• _RECORDS SUPPLIED_
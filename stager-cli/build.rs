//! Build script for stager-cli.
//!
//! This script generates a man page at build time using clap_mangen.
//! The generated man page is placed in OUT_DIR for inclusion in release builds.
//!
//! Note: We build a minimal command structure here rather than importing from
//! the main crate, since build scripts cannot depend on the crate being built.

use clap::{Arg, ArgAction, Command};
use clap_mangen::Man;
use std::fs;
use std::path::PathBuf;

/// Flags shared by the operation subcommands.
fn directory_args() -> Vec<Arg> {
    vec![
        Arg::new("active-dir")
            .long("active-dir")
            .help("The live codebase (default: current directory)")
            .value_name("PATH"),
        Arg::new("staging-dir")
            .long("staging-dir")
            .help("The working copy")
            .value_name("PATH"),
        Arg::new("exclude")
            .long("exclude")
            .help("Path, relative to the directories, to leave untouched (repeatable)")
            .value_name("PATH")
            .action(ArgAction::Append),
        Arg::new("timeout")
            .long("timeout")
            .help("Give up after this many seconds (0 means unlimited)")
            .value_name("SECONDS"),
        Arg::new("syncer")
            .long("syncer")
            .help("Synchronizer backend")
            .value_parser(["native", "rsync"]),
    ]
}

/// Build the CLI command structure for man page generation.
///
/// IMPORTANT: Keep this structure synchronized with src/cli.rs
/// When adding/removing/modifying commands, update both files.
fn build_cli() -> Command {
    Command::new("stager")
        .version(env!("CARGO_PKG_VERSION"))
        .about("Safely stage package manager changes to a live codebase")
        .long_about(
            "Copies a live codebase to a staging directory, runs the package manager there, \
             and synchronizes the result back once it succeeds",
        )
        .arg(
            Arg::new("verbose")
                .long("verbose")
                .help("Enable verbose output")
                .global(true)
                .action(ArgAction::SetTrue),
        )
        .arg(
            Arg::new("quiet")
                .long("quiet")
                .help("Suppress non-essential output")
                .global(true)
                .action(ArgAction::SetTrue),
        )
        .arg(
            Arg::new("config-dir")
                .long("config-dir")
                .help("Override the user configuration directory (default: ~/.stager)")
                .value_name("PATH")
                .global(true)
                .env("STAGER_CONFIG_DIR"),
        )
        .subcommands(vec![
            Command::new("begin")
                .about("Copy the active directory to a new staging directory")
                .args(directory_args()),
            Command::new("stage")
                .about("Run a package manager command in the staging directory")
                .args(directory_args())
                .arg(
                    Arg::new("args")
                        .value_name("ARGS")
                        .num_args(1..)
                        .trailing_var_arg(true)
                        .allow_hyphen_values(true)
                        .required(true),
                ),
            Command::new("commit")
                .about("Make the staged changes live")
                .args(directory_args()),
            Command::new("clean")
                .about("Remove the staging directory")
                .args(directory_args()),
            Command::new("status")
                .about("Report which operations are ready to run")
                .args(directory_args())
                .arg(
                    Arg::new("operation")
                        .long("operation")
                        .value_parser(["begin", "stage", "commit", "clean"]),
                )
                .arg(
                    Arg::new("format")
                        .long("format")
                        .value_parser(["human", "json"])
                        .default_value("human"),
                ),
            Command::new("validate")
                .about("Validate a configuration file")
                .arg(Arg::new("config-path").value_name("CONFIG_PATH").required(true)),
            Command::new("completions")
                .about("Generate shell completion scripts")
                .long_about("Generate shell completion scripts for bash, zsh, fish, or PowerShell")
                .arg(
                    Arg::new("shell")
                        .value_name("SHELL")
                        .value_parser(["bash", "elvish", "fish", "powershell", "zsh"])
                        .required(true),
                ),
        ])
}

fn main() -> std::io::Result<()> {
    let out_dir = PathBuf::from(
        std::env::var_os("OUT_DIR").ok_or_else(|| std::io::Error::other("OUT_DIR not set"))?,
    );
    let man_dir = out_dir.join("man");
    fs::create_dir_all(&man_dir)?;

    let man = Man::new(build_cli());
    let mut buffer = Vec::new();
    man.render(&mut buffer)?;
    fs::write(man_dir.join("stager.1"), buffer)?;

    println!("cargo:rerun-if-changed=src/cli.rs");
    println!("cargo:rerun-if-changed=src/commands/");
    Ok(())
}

...

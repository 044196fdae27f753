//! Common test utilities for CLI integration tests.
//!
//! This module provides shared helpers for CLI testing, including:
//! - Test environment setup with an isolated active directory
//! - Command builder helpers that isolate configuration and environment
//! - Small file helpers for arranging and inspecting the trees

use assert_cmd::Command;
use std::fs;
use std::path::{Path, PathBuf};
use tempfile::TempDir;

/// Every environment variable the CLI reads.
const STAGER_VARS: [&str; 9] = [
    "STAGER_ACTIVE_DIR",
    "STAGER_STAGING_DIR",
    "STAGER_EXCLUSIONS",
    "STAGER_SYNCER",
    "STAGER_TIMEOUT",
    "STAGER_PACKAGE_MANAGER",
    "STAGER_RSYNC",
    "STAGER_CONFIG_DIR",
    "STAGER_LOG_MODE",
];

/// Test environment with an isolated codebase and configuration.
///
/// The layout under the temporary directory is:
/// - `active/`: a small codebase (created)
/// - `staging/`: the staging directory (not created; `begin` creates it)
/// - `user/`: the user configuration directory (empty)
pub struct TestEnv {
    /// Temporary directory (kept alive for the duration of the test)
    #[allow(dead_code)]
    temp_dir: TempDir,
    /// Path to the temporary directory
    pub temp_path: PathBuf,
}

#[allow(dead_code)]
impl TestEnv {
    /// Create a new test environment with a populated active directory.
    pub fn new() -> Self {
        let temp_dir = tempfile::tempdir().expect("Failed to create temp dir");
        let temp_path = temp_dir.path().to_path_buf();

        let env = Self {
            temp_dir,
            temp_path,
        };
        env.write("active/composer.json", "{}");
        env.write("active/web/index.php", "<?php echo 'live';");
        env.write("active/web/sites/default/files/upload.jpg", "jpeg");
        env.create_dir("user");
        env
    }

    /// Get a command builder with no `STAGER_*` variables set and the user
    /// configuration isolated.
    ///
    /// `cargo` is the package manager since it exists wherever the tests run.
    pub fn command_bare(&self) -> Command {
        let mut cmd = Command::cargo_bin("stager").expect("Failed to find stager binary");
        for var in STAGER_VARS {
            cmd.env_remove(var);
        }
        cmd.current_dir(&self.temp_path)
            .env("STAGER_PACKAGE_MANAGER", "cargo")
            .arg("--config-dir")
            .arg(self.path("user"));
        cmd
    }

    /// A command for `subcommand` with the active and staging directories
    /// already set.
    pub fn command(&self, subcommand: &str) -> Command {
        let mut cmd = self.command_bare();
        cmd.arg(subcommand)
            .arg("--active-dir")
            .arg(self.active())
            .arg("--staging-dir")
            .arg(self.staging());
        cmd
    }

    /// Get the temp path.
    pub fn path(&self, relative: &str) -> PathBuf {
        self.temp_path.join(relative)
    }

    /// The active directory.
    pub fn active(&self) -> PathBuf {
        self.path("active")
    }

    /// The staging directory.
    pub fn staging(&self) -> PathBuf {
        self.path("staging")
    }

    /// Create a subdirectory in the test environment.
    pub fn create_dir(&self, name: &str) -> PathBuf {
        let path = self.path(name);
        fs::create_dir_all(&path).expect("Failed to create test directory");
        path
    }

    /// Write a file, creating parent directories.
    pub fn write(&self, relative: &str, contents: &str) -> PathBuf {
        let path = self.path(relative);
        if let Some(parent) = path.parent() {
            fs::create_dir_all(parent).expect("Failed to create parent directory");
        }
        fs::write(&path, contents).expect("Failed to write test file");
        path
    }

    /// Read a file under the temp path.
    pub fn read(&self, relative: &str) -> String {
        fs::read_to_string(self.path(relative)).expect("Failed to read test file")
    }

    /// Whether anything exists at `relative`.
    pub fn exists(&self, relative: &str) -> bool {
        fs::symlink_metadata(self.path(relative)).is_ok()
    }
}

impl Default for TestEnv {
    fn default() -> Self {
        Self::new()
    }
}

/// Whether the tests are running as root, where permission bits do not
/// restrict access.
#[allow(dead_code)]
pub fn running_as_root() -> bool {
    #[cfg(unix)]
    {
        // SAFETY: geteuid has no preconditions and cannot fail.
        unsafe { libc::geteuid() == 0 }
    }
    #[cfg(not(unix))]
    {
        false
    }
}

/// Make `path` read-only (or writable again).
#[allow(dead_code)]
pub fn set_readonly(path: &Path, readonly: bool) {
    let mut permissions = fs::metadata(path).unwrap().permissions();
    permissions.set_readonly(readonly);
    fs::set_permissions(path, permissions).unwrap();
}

• _GOAL OF THE EXERCISE_
Determine how many lines of the data above contain the string "since", and give the result with nothing else.

• _TASK OUTPUT_
2